- [Exercise] All that is wanted is a word-for-word copy of the data from its first line to the line containing "let (shutdown_tx, mut", both included.

- [Data for processing]
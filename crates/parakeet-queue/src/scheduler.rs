//! Recurring rate-limit reset job.
//!
//! Every interval the scheduler resets its gate to the ceiling and resumes
//! the paired queue (a no-op when the queue was never paused). Replenishment
//! runs on a wall-clock cadence, independent of traffic. The handle stops
//! the recursion for shutdown and tests.

use std::sync::Arc;
use std::time::Duration;

use tokio::sync::mpsc;

use parakeet_core::models::CapabilityId;

use crate::gate::RateGate;
use crate::serial_queue::SerialQueue;

pub struct ResetScheduler {
    shutdown_tx: mpsc::Sender<()>,
}

impl ResetScheduler {
    /// Arm the recurring reset for one lane.
    pub fn start<T: Send + 'static>(
        id: CapabilityId,
        gate: Arc<RateGate>,
        queue: SerialQueue<T>,
        interval: Duration,
    ) -> Self {
        let (shutdown_tx, mut shutdown_rx) = mpsc::channel(1);

        tokio::spawn(async move {
            loop {
                tokio::select! {
                    _ = shutdown_rx.recv() => {
                        tracing::debug!(lane = %id, "reset scheduler stopped");
                        break;
                    }
                    _ = tokio::time::sleep(interval) => {
                        tracing::info!(lane = %id, ceiling = gate.ceiling(), "resetting rate limit");
                        gate.reset();
                        queue.resume(); // in case the lane paused itself
                    }
                }
            }
        });

        Self { shutdown_tx }
    }

    /// Stop the recurring job. The current tick, if mid-fire, completes.
    pub async fn shutdown(&self) {
        let _ = self.shutdown_tx.send(()).await;
    }
}
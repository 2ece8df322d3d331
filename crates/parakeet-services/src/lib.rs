//! External service clients.
//!
//! Everything the workers talk to lives behind these boundaries: the social
//! platform, the language model, the blockchain agent kit, the token
//! launchpad, the GitHub issue API, and the chat platform notifiers.

pub mod agentkit;
pub mod github;
pub mod launchpad;
pub mod llm;
pub mod notify;
pub mod social;

pub use agentkit::{AgentKit, AirdropReceipt, HttpAgentKit, NftCollectionSpec, SvmAgentKits};
pub use github::{CreatedIssue, GithubClient};
pub use launchpad::{CreateTokenMetadata, LaunchTokenRequest, LaunchpadClient, MetadataUpload};
pub use llm::{Completion, ContextMessage, LanguageModel, OpenAiChat, ToolInvocation, ToolSpec};
pub use notify::{AlexaAdapter, DiscordAdapter, SlackAdapter};
pub use social::{PublicMetrics, SocialPlatform, Tweet, TwitterApi, UserProfile};
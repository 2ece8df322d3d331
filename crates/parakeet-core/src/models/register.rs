//! Registration payload: everything a bot owner submits to bring a bot
//! online, from prompts to platform adapters to enabled on-chain tools.

use serde::{Deserialize, Serialize};
use utoipa::ToSchema;
use validator::Validate;

#[derive(Debug, Clone, Serialize, Deserialize, Validate, ToSchema)]
pub struct RegisterRequest {
    #[validate(nested)]
    pub details: RegisterDetails,
}

#[derive(Debug, Clone, Serialize, Deserialize, Validate, ToSchema)]
pub struct RegisterDetails {
    pub metadata: BotMetadata,
    /// Pool of tweet prompts; one is drawn at random per tweet cycle.
    #[validate(length(min = 1, message = "at least one tweet prompt is required"))]
    pub prompt: Vec<String>,
    /// Pool of prompts used when weaving current news into a tweet.
    #[serde(default)]
    pub news_prompt: Vec<String>,
    /// Handles whose latest posts seed the news prompts.
    #[serde(default)]
    pub news_handles: Vec<String>,
    /// Prompt used when replying to mentions.
    #[validate(length(min = 1, message = "replies_prompt is required"))]
    pub replies_prompt: String,
    #[serde(default)]
    pub hotprofiles_prompt: Option<String>,
    #[serde(default)]
    pub hotprofiles: Vec<HotProfile>,
    /// Phrase a tweet must contain before any on-chain tool runs.
    #[serde(default)]
    pub tools_catch_phrase: String,
    #[serde(default)]
    pub github: Option<GithubConfig>,
    #[serde(default)]
    pub tools: ToolToggles,
    /// Additional agent kits addressable by catch phrase.
    #[serde(default)]
    pub agent_kits: Vec<AgentKitRef>,
    #[serde(default)]
    pub platforms: Option<Platforms>,
}

#[derive(Debug, Clone, Serialize, Deserialize, ToSchema)]
pub struct BotMetadata {
    /// Social handle the bot watches for mentions.
    #[serde(default)]
    pub handle: Option<String>,
    #[serde(default)]
    pub tg_handle: Option<String>,
}

#[derive(Debug, Clone, Serialize, Deserialize, ToSchema)]
pub struct HotProfile {
    pub name: String,
    pub handle: String,
    #[serde(default)]
    pub description: String,
    pub prompt: String,
}

/// Which agent-kit operations this registration enables.
#[derive(Debug, Clone, Default, Serialize, Deserialize, ToSchema)]
#[serde(default)]
pub struct ToolToggles {
    pub deploy_token: bool,
    pub create_nft_collection: bool,
    pub swap_tokens: bool,
    pub lend_tokens: bool,
    pub stake_sol: bool,
    pub fetch_token_price: bool,
    pub airdrop_tokens: bool,
}

#[derive(Debug, Clone, Serialize, Deserialize, ToSchema)]
pub struct GithubConfig {
    pub owner: String,
    pub repo: String,
    pub auth_token: String,
    /// When true, `auth_token` names an environment variable instead of a
    /// literal token.
    #[serde(default)]
    pub from_env: bool,
}

impl GithubConfig {
    /// Resolve the configured token, following the env indirection if set.
    pub fn resolve_token(&self) -> Option<String> {
        if self.from_env {
            std::env::var(&self.auth_token).ok()
        } else {
            Some(self.auth_token.clone())
        }
    }
}

#[derive(Debug, Clone, Serialize, Deserialize, ToSchema)]
pub struct AgentKitRef {
    pub name: String,
    /// Phrase that routes a tweet to this kit instead of the default one.
    pub tweet_catch_phrase: String,
    #[serde(default = "default_true")]
    pub enabled: bool,
    pub environments: AgentKitEnvironments,
    /// When true, the environment values name env vars instead of literals.
    #[serde(default)]
    pub from_env_file: bool,
}

#[derive(Debug, Clone, Serialize, Deserialize, ToSchema)]
pub struct AgentKitEnvironments {
    pub rpc_endpoint: String,
    pub private_key: String,
}

impl AgentKitRef {
    pub fn resolve_rpc_endpoint(&self) -> Option<String> {
        resolve(self.from_env_file, &self.environments.rpc_endpoint)
    }

    pub fn resolve_private_key(&self) -> Option<String> {
        resolve(self.from_env_file, &self.environments.private_key)
    }
}

fn resolve(from_env: bool, value: &str) -> Option<String> {
    if from_env {
        std::env::var(value).ok()
    } else {
        Some(value.to_string())
    }
}

fn default_true() -> bool {
    true
}

#[derive(Debug, Clone, Serialize, Deserialize, ToSchema)]
pub struct Platforms {
    #[serde(default)]
    pub slack: Option<SlackConfig>,
    #[serde(default)]
    pub discord: Option<DiscordConfig>,
    #[serde(default)]
    pub alexa: Option<AlexaConfig>,
}

#[derive(Debug, Clone, Serialize, Deserialize, ToSchema)]
pub struct SlackConfig {
    pub api_key: String,
    #[serde(default)]
    pub from_env_file: bool,
    #[serde(default)]
    pub channels: Vec<String>,
}

impl SlackConfig {
    pub fn resolve_api_key(&self) -> Option<String> {
        resolve(self.from_env_file, &self.api_key)
    }
}

#[derive(Debug, Clone, Serialize, Deserialize, ToSchema)]
pub struct DiscordConfig {
    pub token: String,
    #[serde(default)]
    pub from_env_file: bool,
    #[serde(default)]
    pub channels: Vec<String>,
}

impl DiscordConfig {
    pub fn resolve_token(&self) -> Option<String> {
        resolve(self.from_env_file, &self.token)
    }
}

#[derive(Debug, Clone, Serialize, Deserialize, ToSchema)]
pub struct AlexaConfig {
    pub invocation_name: String,
    pub skill_id: String,
    #[serde(default)]
    pub from_env_file: bool,
}
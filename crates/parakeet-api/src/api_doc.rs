//! OpenAPI documentation.

use utoipa::OpenApi;

#[derive(OpenApi)]
#[openapi(
    paths(
        crate::handlers::register::register_bot,
        crate::handlers::airdrop::register_airdrop,
        crate::handlers::health::liveness_check,
        crate::handlers::health::readiness_check,
        crate::handlers::health::health_check,
    ),
    components(schemas(
        parakeet_core::models::RegisterRequest,
        parakeet_core::models::register::RegisterDetails,
        parakeet_core::models::register::BotMetadata,
        parakeet_core::models::register::HotProfile,
        parakeet_core::models::register::ToolToggles,
        parakeet_core::models::register::GithubConfig,
        parakeet_core::models::register::AgentKitRef,
        parakeet_core::models::register::AgentKitEnvironments,
        parakeet_core::models::register::Platforms,
        parakeet_core::models::register::SlackConfig,
        parakeet_core::models::register::DiscordConfig,
        parakeet_core::models::register::AlexaConfig,
        parakeet_core::models::AirdropRegistration,
        crate::handlers::register::RegisterResponse,
        crate::handlers::airdrop::AirdropResponse,
        crate::error::ErrorResponse,
    )),
    tags(
        (name = "bot", description = "Bot registration endpoints"),
        (name = "health", description = "Health probes"),
    )
)]
pub struct ApiDoc;
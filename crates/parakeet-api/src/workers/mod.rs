//! Capability workers.
//!
//! One module per capability; each implements [`parakeet_queue::Worker`]
//! for its lane's item type. The shared scan/debounce/dedup plumbing lives
//! in [`support`], the tweet-body field parsing in [`parse`].

pub mod github_issues;
pub mod hot_profiles;
pub mod mentions;
pub mod nft_creation;
pub mod parse;
pub mod reply;
pub mod sol_stake;
pub mod support;
pub mod token_airdrop;
pub mod token_creation;
pub mod token_deploy;
pub mod token_lend;
pub mod token_price;
pub mod token_swap;
pub mod tweet;

#[cfg(test)]
pub(crate) mod testing;

pub use support::WorkerDeps;
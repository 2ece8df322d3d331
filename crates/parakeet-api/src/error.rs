//! HTTP error response conversion
//!
//! **Preferred handler pattern:** Return `Result<impl IntoResponse, HttpAppError>`.
//! Use `AppError` (or types that implement `Into<AppError>`) for errors so
//! they render consistently (status, body, logging).

use axum::{
    extract::rejection::JsonRejection,
    extract::{FromRequest, Request},
    http::StatusCode,
    response::{IntoResponse, Response},
    Json,
};
use serde::{de::DeserializeOwned, Serialize};
use utoipa::ToSchema;
use validator::Validate;

use parakeet_core::{AppError, ErrorMetadata, LogLevel};

#[derive(Debug, Serialize, ToSchema)]
pub struct ErrorResponse {
    pub error: String,
    /// Machine-readable error code for programmatic handling
    pub code: String,
    /// Whether this error is recoverable (can be retried)
    pub recoverable: bool,
    /// Suggested action for the client
    #[serde(skip_serializing_if = "Option::is_none")]
    pub suggested_action: Option<String>,
}

/// Wrapper type for AppError to implement IntoResponse. Necessary because of
/// Rust's orphan rules - we can't implement IntoResponse (external trait) for
/// AppError (external type from parakeet-core).
#[derive(Debug)]
pub struct HttpAppError(pub AppError);

impl From<AppError> for HttpAppError {
    fn from(err: AppError) -> Self {
        HttpAppError(err)
    }
}

impl From<anyhow::Error> for HttpAppError {
    fn from(err: anyhow::Error) -> Self {
        HttpAppError(AppError::InternalWithSource {
            message: err.to_string(),
            source: err,
        })
    }
}

impl From<validator::ValidationErrors> for HttpAppError {
    fn from(err: validator::ValidationErrors) -> Self {
        HttpAppError(AppError::from(err))
    }
}

/// Convert JSON body deserialization failures into a 400 with our
/// ErrorResponse format.
impl From<JsonRejection> for HttpAppError {
    fn from(rejection: JsonRejection) -> Self {
        HttpAppError(AppError::InvalidInput(format!(
            "Invalid request body: {}",
            rejection.body_text()
        )))
    }
}

impl IntoResponse for HttpAppError {
    fn into_response(self) -> Response {
        let err = self.0;
        match err.log_level() {
            LogLevel::Debug => tracing::debug!(error = %err, code = err.error_code(), "request failed"),
            LogLevel::Warn => tracing::warn!(error = %err, code = err.error_code(), "request failed"),
            LogLevel::Error => tracing::error!(error = %err, code = err.error_code(), "request failed"),
        }

        let status = StatusCode::from_u16(err.http_status_code())
            .unwrap_or(StatusCode::INTERNAL_SERVER_ERROR);
        let body = ErrorResponse {
            error: err.client_message(),
            code: err.error_code().to_string(),
            recoverable: err.is_recoverable(),
            suggested_action: err.suggested_action().map(str::to_string),
        };
        (status, Json(body)).into_response()
    }
}

/// JSON body extractor that validates the payload and returns our
/// ErrorResponse format (400 + JSON) on deserialization or validation
/// failure.
#[derive(Debug, Clone, Copy)]
pub struct ValidatedJson<T>(pub T);

impl<T, S> FromRequest<S> for ValidatedJson<T>
where
    T: DeserializeOwned + Validate + Send,
    S: Send + Sync,
    Json<T>: FromRequest<S, Rejection = JsonRejection>,
{
    type Rejection = HttpAppError;

    async fn from_request(req: Request, state: &S) -> Result<Self, Self::Rejection> {
        let Json(value) = Json::<T>::from_request(req, state).await?;
        value.validate()?;
        Ok(ValidatedJson(value))
    }
}
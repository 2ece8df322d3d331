//! Server startup and graceful shutdown.

use std::sync::Arc;

use anyhow::Result;
use axum::Router;

use parakeet_core::Config;

use crate::state::AppState;

/// Start the server with graceful shutdown. When the server stops, every
/// capability lane is shut down before returning.
pub async fn start_server(config: &Config, app: Router, state: Arc<AppState>) -> Result<()> {
    let addr = format!("0.0.0.0:{}", config.base.server_port);
    tracing::info!(addr = %addr, "Starting server");

    let listener = tokio::net::TcpListener::bind(&addr).await?;

    tracing::info!(
        environment = %config.base.environment,
        default_handle = %config.social.default_handle,
        lanes = state.lanes.statuses().len(),
        "Server ready and accepting connections"
    );

    axum::serve(listener, app)
        .with_graceful_shutdown(shutdown_signal())
        .await?;

    state.lanes.shutdown_all().await;
    parakeet_infra::telemetry::shutdown_telemetry().await;

    Ok(())
}

/// Signal handler for graceful shutdown.
///
/// Listens for Ctrl+C (SIGINT) and SIGTERM signals to initiate graceful
/// shutdown.
///
/// # Panics
/// - Panics if Ctrl+C signal handler cannot be installed (unrecoverable system error)
/// - On Unix systems, panics if SIGTERM signal handler cannot be installed (unrecoverable system error)
async fn shutdown_signal() {
    let ctrl_c = async {
        tokio::signal::ctrl_c()
            .await
            .expect("Failed to install Ctrl+C handler");
    };

    #[cfg(unix)]
    let terminate = async {
        tokio::signal::unix::signal(tokio::signal::unix::SignalKind::terminate())
            .expect("Failed to install signal handler")
            .recv()
            .await;
    };

    #[cfg(not(unix))]
    let terminate = std::future::pending::<()>();

    tokio::select! {
        _ = ctrl_c => {
            tracing::info!("Received Ctrl+C signal");
        },
        _ = terminate => {
            tracing::info!("Received terminate signal");
        },
    }

    tracing::info!("Shutting down gracefully...");
}
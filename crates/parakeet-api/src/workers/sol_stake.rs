//! SOL-stake worker: stakes the requested amount via the agent kit.

use std::sync::Arc;

use anyhow::{Context, Result};
use async_trait::async_trait;

use parakeet_core::models::{CapabilityId, MentionJob, ReplyJob};
use parakeet_queue::{LaneContext, Worker};
use parakeet_services::Tweet;

use super::parse::field_after;
use super::support::{
    fresh_mentions, mark_checked, mark_tweet_used, matches_catch_phrase, WorkerDeps,
};

const STAKE_HOUR_CHECK: f64 = 0.02;
const FAILURE_REPLY: &str =
    "oops! something went wrong with your staking attempt. please check the request format and try again.";

pub struct SolStakeWorker {
    deps: Arc<WorkerDeps>,
}

impl SolStakeWorker {
    pub fn new(deps: Arc<WorkerDeps>) -> Self {
        Self { deps }
    }

    async fn verify_and_stake(&self, tweet: &Tweet, job: &MentionJob) -> Result<Option<String>> {
        let text = &tweet.text;
        if !matches_catch_phrase(text, &job.details.tools_catch_phrase) {
            tracing::debug!(tweet_id = %tweet.id, "not a staking tweet");
            return Ok(None);
        }

        let amount: f64 = field_after(text, "amount")
            .context("missing amount")?
            .parse()
            .context("invalid amount")?;

        let kit = self.deps.agent_kits.for_text(text);
        let signature = kit.stake(amount).await?;

        Ok(Some(format!(
            "stake complete\n- amount: {} SOL\n- signature: {}",
            amount, signature
        )))
    }

    async fn scan(&self, job: &MentionJob) -> Result<()> {
        let Some((_profile, tweets)) = fresh_mentions(
            &self.deps,
            CapabilityId::SolStake,
            STAKE_HOUR_CHECK,
            &job.handle,
        )
        .await?
        else {
            return Ok(());
        };

        for tweet in tweets {
            match self.verify_and_stake(&tweet, job).await {
                Ok(Some(details)) => {
                    self.deps
                        .priority_queue
                        .push(ReplyJob::text(&tweet.id, details));
                }
                Ok(None) => {}
                Err(err) => {
                    tracing::error!(tweet_id = %tweet.id, error = %err, "staking failed");
                    self.deps
                        .priority_queue
                        .push(ReplyJob::text(&tweet.id, FAILURE_REPLY));
                }
            }
            mark_tweet_used(
                &self.deps.cache,
                CapabilityId::SolStake,
                &tweet.id,
                "staking tweet",
            )
            .await;
        }

        mark_checked(&self.deps.cache, CapabilityId::SolStake).await;
        Ok(())
    }
}

#[async_trait]
impl Worker<MentionJob> for SolStakeWorker {
    async fn poll(&self, job: MentionJob, _ctx: &LaneContext<MentionJob>) -> Result<()> {
        self.scan(&job).await
    }
}
//! Capability lane: gate + queue + scheduler + bound worker.
//!
//! The drain loop owns the full post-processing contract so individual
//! workers do not repeat it: after every cycle the gate is decremented,
//! the lane pauses itself once the gate is exhausted, and polling workers
//! get their item re-enqueued at the tail as the next heartbeat. Worker
//! failures are logged and never cross the lane boundary.

use std::sync::Arc;
use std::time::Duration;

use anyhow::Result;
use async_trait::async_trait;

use parakeet_core::models::CapabilityId;

use crate::gate::RateGate;
use crate::scheduler::ResetScheduler;
use crate::serial_queue::SerialQueue;

/// One unit of capability work.
#[async_trait]
pub trait Worker<T>: Send + Sync + 'static {
    /// Process one dequeued item. Errors are logged by the lane and treated
    /// as a no-op for the cycle; the heartbeat continues.
    async fn poll(&self, item: T, ctx: &LaneContext<T>) -> Result<()>;

    /// Whether the lane re-enqueues the item after each cycle. Polling
    /// capabilities return `true`; lanes fed with real one-shot work
    /// (replies) return `false`.
    fn recycle(&self) -> bool {
        true
    }
}

/// Handed to the worker on every cycle; gives access to the lane's own
/// queue (for the pause-and-repush retry convention) and gate.
pub struct LaneContext<T> {
    id: CapabilityId,
    gate: Arc<RateGate>,
    queue: SerialQueue<T>,
}

impl<T> LaneContext<T> {
    pub fn id(&self) -> CapabilityId {
        self.id
    }

    pub fn gate(&self) -> &RateGate {
        &self.gate
    }

    pub fn queue(&self) -> &SerialQueue<T> {
        &self.queue
    }
}

/// A running capability lane.
pub struct Lane<T> {
    id: CapabilityId,
    gate: Arc<RateGate>,
    queue: SerialQueue<T>,
    scheduler: ResetScheduler,
}

impl<T: Clone + Send + 'static> Lane<T> {
    /// Register a capability: construct its gate, bind the worker to the
    /// queue, and arm the reset scheduler.
    pub fn start(
        id: CapabilityId,
        ceiling: u32,
        reset_interval: Duration,
        queue: SerialQueue<T>,
        worker: Arc<dyn Worker<T>>,
    ) -> Self {
        let gate = Arc::new(RateGate::new(ceiling));
        let scheduler =
            ResetScheduler::start(id, gate.clone(), queue.clone(), reset_interval);

        let ctx = LaneContext {
            id,
            gate: gate.clone(),
            queue: queue.clone(),
        };
        let drain_queue = queue.clone();
        tokio::spawn(async move {
            while let Some(item) = drain_queue.next().await {
                let heartbeat = worker.recycle().then(|| item.clone());

                if let Err(err) = worker.poll(item, &ctx).await {
                    tracing::error!(lane = %ctx.id, error = %err, "capability cycle failed");
                }

                let remaining = ctx.gate.decrement();
                tracing::debug!(lane = %ctx.id, remaining, "cycle complete");
                if remaining == 0 {
                    tracing::info!(lane = %ctx.id, "rate limit reached, pausing lane");
                    ctx.queue.pause();
                }
                if let Some(item) = heartbeat {
                    ctx.queue.push(item);
                }
            }
            tracing::debug!(lane = %ctx.id, "lane drained and closed");
        });

        Self {
            id,
            gate,
            queue,
            scheduler,
        }
    }

    pub fn id(&self) -> CapabilityId {
        self.id
    }

    pub fn gate(&self) -> &RateGate {
        &self.gate
    }

    pub fn queue(&self) -> &SerialQueue<T> {
        &self.queue
    }

    /// Seed the lane with an item.
    pub fn seed(&self, item: T) {
        self.queue.push(item);
    }

    /// Stop the reset scheduler and close the queue. The in-flight cycle,
    /// if any, completes before the drain loop exits.
    pub async fn shutdown(&self) {
        self.scheduler.shutdown().await;
        self.queue.close();
    }
}

#[cfg(test)]
mod tests {
    use super::*;
    use std::sync::atomic::{AtomicUsize, Ordering};
    use std::sync::Mutex;
    use tokio::sync::mpsc;
    use tokio::time::Instant;

    /// Worker that sleeps, records overlap and start times, and reports
    /// every completed cycle on a channel.
    struct Probe {
        delay: Duration,
        fail: bool,
        recycle: bool,
        in_flight: AtomicUsize,
        max_overlap: AtomicUsize,
        starts: Mutex<Vec<Instant>>,
        done_tx: mpsc::UnboundedSender<u32>,
    }

    impl Probe {
        fn new(done_tx: mpsc::UnboundedSender<u32>) -> Self {
            Self {
                delay: Duration::from_millis(10),
                fail: false,
                recycle: true,
                in_flight: AtomicUsize::new(0),
                max_overlap: AtomicUsize::new(0),
                starts: Mutex::new(Vec::new()),
                done_tx,
            }
        }
    }

    #[async_trait]
    impl Worker<u32> for Probe {
        async fn poll(&self, item: u32, _ctx: &LaneContext<u32>) -> Result<()> {
            let current = self.in_flight.fetch_add(1, Ordering::SeqCst) + 1;
            self.max_overlap.fetch_max(current, Ordering::SeqCst);
            self.starts.lock().unwrap().push(Instant::now());

            tokio::time::sleep(self.delay).await;

            self.in_flight.fetch_sub(1, Ordering::SeqCst);
            let _ = self.done_tx.send(item);
            if self.fail {
                anyhow::bail!("probe failure for item {item}");
            }
            Ok(())
        }

        fn recycle(&self) -> bool {
            self.recycle
        }
    }

    async fn expect_no_cycle(done_rx: &mut mpsc::UnboundedReceiver<u32>) {
        let extra = tokio::time::timeout(Duration::from_secs(5), done_rx.recv()).await;
        assert!(extra.is_err(), "unexpected extra cycle: {:?}", extra);
    }

    #[tokio::test(start_paused = true)]
    async fn test_serial_exclusivity() {
        let (tx, mut rx) = mpsc::unbounded_channel();
        let mut probe = Probe::new(tx);
        probe.recycle = false;
        let probe = Arc::new(probe);

        let lane = Lane::start(
            CapabilityId::Reply,
            100,
            Duration::from_secs(3600),
            SerialQueue::new(),
            probe.clone(),
        );
        for i in 0..5 {
            lane.seed(i);
        }
        for _ in 0..5 {
            rx.recv().await.unwrap();
        }

        assert_eq!(probe.max_overlap.load(Ordering::SeqCst), 1);
        lane.shutdown().await;
    }

    #[tokio::test(start_paused = true)]
    async fn test_pause_correctness() {
        let (tx, mut rx) = mpsc::unbounded_channel();
        let mut probe = Probe::new(tx);
        probe.recycle = false;
        let probe = Arc::new(probe);

        let queue = SerialQueue::new();
        queue.pause();
        let lane = Lane::start(
            CapabilityId::Mentions,
            100,
            Duration::from_secs(3600),
            queue,
            probe.clone(),
        );
        for i in 10..13 {
            lane.seed(i);
        }

        // Nothing starts while paused.
        expect_no_cycle(&mut rx).await;

        lane.queue().resume();
        for expected in 10..13 {
            assert_eq!(rx.recv().await, Some(expected));
        }
        expect_no_cycle(&mut rx).await;
        lane.shutdown().await;
    }

    #[tokio::test(start_paused = true)]
    async fn test_heartbeat_continuity() {
        let (tx, mut rx) = mpsc::unbounded_channel();
        let probe = Arc::new(Probe::new(tx));

        let lane = Lane::start(
            CapabilityId::Tweet,
            3,
            Duration::from_secs(3600),
            SerialQueue::new(),
            probe.clone(),
        );
        lane.seed(7);

        // Exactly ceiling cycles, then the lane pauses itself.
        for _ in 0..3 {
            assert_eq!(rx.recv().await, Some(7));
        }
        expect_no_cycle(&mut rx).await;
        assert_eq!(lane.gate().remaining(), 0);
        assert!(lane.queue().is_paused());

        // A replenishment cycle buys exactly ceiling more.
        lane.gate().reset();
        lane.queue().resume();
        for _ in 0..3 {
            assert_eq!(rx.recv().await, Some(7));
        }
        expect_no_cycle(&mut rx).await;
        assert!(lane.queue().is_paused());
        lane.shutdown().await;
    }

    #[tokio::test(start_paused = true)]
    async fn test_failures_do_not_stop_the_lane() {
        let (tx, mut rx) = mpsc::unbounded_channel();
        let mut probe = Probe::new(tx);
        probe.fail = true;
        probe.recycle = false;
        let probe = Arc::new(probe);

        let lane = Lane::start(
            CapabilityId::Reply,
            100,
            Duration::from_secs(3600),
            SerialQueue::new(),
            probe.clone(),
        );
        lane.seed(1);
        lane.seed(2);

        // Both items settle despite every poll failing.
        assert_eq!(rx.recv().await, Some(1));
        assert_eq!(rx.recv().await, Some(2));
        assert_eq!(lane.gate().remaining(), 98);
        lane.shutdown().await;
    }

    #[tokio::test(start_paused = true)]
    async fn test_failing_lane_does_not_affect_others() {
        let (tx_a, mut rx_a) = mpsc::unbounded_channel();
        let mut failing = Probe::new(tx_a);
        failing.fail = true;
        let failing = Arc::new(failing);

        let (tx_b, mut rx_b) = mpsc::unbounded_channel();
        let mut healthy = Probe::new(tx_b);
        healthy.recycle = false;
        let healthy = Arc::new(healthy);

        let lane_a = Lane::start(
            CapabilityId::TokenSwap,
            2,
            Duration::from_secs(3600),
            SerialQueue::new(),
            failing.clone(),
        );
        let lane_b = Lane::start(
            CapabilityId::SolStake,
            5,
            Duration::from_secs(3600),
            SerialQueue::new(),
            healthy.clone(),
        );

        lane_a.seed(0);
        for i in 0..3 {
            lane_b.seed(i);
        }

        // Lane A burns its gate on failures and pauses.
        for _ in 0..2 {
            rx_a.recv().await.unwrap();
        }
        expect_no_cycle(&mut rx_a).await;
        assert!(lane_a.queue().is_paused());

        // Lane B is untouched: its three items drain and its gate reflects
        // exactly three cycles.
        for expected in 0..3 {
            assert_eq!(rx_b.recv().await, Some(expected));
        }
        assert_eq!(lane_b.gate().remaining(), 2);
        assert!(!lane_b.queue().is_paused());

        lane_a.shutdown().await;
        lane_b.shutdown().await;
    }

    #[tokio::test(start_paused = true)]
    async fn test_exhausted_lane_waits_for_scheduler() {
        // ceiling=1, interval=100ms, processing takes 10ms: the heartbeat
        // re-pushed at t=10ms must not start again until the reset at t=100ms.
        let (tx, mut rx) = mpsc::unbounded_channel();
        let probe = Arc::new(Probe::new(tx));

        let lane = Lane::start(
            CapabilityId::Mentions,
            1,
            Duration::from_millis(100),
            SerialQueue::new(),
            probe.clone(),
        );

        let origin = Instant::now();
        lane.seed(9);

        rx.recv().await.unwrap();
        rx.recv().await.unwrap();

        let starts = probe.starts.lock().unwrap().clone();
        let first = starts[0].duration_since(origin);
        let second = starts[1].duration_since(origin);
        assert!(first < Duration::from_millis(10), "first cycle starts immediately");
        assert!(
            second >= Duration::from_millis(100),
            "second cycle must wait for the scheduled reset, started at {second:?}"
        );
        assert!(second < Duration::from_millis(150));
        lane.shutdown().await;
    }
}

- [Task answer]
filename crates/parakeet-queue/src/scheduler.rs
//! Recurring rate-limit reset job.
//!
//! Every interval the scheduler resets its gate to the ceiling and resumes
//! the paired queue (a no-op when the queue was never paused). Replenishment
//! runs on a wall-clock cadence, independent of traffic. The handle stops
//! the recursion for shutdown and tests.

use std::sync::Arc;
use std::time::Duration;

use tokio::sync::mpsc;

use parakeet_core::models::CapabilityId;

use crate::gate::RateGate;
use crate::serial_queue::SerialQueue;

pub struct ResetScheduler {
    shutdown_tx: mpsc::Sender<()>,
}

impl ResetScheduler {
    /// Arm the recurring reset for one lane.
    pub fn start<T: Send + 'static>(
        id: CapabilityId,
        gate: Arc<RateGate>,
        queue: SerialQueue<T>,
        interval: Duration,
    ) -> Self {
        let (shutdown_tx, mut shutdown_rx) = mpsc::channel(1);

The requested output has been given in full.